- ASSIGNMENT
Filter out every line below that lacks "Result", and copy the rest.

[Stored items]
- - - - -

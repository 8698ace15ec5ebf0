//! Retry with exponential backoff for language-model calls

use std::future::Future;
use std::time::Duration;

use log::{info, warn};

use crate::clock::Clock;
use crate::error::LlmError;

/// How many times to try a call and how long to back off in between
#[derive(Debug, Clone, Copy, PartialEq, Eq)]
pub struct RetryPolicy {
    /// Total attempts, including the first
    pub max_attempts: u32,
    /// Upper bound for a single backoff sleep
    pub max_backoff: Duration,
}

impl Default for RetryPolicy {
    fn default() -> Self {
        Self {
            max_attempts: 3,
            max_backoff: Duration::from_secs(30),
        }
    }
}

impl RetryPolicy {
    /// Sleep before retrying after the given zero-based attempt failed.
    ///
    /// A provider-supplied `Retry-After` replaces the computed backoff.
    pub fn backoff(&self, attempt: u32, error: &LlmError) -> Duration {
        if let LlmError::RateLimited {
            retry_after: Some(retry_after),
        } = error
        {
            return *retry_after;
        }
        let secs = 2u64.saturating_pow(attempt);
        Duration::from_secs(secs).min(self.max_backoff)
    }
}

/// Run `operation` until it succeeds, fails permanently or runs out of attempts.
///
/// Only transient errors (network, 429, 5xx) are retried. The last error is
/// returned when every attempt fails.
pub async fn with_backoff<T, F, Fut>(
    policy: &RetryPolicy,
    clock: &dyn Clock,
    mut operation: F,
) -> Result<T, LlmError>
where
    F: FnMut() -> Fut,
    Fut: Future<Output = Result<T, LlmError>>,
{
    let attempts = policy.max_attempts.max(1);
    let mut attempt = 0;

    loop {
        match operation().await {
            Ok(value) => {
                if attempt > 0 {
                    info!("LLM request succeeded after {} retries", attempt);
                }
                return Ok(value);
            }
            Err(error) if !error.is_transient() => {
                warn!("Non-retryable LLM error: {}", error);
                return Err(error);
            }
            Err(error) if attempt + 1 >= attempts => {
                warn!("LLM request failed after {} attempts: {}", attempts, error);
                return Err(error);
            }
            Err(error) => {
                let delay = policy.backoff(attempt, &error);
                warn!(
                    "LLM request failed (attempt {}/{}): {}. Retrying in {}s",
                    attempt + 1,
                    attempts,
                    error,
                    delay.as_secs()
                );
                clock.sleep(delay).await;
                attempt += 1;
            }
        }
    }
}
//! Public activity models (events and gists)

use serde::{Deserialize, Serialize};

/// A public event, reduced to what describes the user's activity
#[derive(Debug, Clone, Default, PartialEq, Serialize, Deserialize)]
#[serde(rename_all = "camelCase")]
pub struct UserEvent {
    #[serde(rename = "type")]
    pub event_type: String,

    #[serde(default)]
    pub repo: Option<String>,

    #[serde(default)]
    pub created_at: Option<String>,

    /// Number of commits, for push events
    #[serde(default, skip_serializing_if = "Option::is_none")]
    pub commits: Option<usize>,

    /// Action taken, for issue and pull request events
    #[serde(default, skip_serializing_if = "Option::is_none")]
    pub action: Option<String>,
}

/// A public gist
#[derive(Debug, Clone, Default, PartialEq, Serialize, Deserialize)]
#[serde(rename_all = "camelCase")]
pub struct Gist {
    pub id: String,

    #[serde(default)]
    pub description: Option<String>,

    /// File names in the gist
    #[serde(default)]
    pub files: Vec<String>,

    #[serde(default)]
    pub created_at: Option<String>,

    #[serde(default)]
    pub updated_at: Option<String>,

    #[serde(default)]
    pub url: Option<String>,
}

- - - - -

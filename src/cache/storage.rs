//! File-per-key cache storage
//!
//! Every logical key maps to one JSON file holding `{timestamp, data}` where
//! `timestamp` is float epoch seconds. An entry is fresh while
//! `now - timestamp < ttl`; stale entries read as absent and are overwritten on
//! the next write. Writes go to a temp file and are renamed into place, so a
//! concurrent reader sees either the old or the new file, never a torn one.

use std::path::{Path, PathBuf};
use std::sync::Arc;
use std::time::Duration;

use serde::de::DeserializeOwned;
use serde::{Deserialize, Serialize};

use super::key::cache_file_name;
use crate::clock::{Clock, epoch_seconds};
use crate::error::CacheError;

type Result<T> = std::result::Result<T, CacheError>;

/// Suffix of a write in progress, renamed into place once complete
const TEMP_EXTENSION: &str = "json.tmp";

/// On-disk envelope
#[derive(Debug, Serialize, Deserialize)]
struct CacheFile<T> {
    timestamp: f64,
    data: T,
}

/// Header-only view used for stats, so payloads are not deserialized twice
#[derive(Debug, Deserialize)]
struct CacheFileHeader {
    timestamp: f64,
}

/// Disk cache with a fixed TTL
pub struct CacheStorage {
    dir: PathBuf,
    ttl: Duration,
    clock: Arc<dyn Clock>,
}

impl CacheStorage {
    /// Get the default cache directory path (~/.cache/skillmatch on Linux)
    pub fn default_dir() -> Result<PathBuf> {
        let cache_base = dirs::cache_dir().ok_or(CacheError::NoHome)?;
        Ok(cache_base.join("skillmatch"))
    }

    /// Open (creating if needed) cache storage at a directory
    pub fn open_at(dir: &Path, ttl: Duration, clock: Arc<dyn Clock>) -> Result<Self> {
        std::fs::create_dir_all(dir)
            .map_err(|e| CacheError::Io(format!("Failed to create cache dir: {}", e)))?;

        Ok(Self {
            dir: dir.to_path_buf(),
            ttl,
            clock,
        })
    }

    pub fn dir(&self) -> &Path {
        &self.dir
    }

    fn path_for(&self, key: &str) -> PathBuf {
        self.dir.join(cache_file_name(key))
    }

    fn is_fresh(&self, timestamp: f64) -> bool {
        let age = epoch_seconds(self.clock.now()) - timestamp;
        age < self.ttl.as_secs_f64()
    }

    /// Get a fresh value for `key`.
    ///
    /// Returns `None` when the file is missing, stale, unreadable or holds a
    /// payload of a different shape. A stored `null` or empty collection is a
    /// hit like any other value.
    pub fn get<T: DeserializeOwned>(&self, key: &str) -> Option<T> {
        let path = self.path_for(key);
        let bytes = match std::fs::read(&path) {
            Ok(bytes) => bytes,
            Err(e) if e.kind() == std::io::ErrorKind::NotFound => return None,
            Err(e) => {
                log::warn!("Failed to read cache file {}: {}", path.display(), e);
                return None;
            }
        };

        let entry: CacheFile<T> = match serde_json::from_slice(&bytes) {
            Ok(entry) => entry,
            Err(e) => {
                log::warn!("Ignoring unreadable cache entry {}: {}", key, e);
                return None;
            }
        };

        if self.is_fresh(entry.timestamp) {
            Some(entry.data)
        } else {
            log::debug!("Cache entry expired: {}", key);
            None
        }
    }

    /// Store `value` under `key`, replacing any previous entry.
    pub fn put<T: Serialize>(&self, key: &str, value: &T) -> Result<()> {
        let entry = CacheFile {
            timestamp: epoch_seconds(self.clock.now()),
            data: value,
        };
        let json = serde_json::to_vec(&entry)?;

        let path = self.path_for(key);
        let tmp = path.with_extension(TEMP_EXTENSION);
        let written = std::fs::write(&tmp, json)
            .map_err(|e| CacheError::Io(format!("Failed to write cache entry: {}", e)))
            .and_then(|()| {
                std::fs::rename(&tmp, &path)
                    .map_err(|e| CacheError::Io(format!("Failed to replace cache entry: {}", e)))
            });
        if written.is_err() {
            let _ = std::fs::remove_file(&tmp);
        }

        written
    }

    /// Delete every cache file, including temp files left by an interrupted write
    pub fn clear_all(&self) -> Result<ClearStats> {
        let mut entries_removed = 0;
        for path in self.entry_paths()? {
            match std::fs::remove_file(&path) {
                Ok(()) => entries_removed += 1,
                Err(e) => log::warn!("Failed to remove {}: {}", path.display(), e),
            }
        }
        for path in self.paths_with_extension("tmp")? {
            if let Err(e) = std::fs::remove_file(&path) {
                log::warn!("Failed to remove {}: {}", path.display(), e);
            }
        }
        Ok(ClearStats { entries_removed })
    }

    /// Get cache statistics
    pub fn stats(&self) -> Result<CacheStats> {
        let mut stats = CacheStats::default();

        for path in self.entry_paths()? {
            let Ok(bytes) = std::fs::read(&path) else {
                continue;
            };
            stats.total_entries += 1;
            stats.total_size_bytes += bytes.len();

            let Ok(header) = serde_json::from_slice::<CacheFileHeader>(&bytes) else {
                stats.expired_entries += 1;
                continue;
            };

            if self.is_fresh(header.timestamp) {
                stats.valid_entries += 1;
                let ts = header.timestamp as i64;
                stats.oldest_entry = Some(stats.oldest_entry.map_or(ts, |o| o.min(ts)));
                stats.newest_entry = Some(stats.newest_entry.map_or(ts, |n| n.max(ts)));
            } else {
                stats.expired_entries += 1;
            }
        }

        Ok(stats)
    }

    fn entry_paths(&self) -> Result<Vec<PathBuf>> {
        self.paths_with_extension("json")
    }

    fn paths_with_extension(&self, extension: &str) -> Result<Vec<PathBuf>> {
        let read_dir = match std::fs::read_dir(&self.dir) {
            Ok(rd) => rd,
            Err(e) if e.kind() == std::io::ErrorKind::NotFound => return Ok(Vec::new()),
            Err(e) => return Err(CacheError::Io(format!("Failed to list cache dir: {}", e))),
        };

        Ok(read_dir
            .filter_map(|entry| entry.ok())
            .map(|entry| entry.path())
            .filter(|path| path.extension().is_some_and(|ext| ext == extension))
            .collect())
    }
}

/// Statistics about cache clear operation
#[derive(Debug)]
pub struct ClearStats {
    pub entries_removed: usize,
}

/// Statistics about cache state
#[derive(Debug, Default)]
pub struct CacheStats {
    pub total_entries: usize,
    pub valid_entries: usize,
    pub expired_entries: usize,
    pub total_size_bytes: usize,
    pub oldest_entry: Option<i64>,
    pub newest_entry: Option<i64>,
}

- - - - -

- SOLUTION FOR THIS PROBLEM
) -> Result<T, LlmError>
    Fut: Future<Output = Result<T, LlmError>>,
type Result<T> = std::result::Result<T, CacheError>;
    pub fn default_dir() -> Result<PathBuf> {
    pub fn open_at(dir: &Path, ttl: Duration, clock: Arc<dyn Clock>) -> Result<Self> {
    pub fn put<T: Serialize>(&self, key: &str, value: &T) -> Result<()> {
    pub fn clear_all(&self) -> Result<ClearStats> {
    pub fn stats(&self) -> Result<CacheStats> {
    fn entry_paths(&self) -> Result<Vec<PathBuf>> {
    fn paths_with_extension(&self, extension: &str) -> Result<Vec<PathBuf>> {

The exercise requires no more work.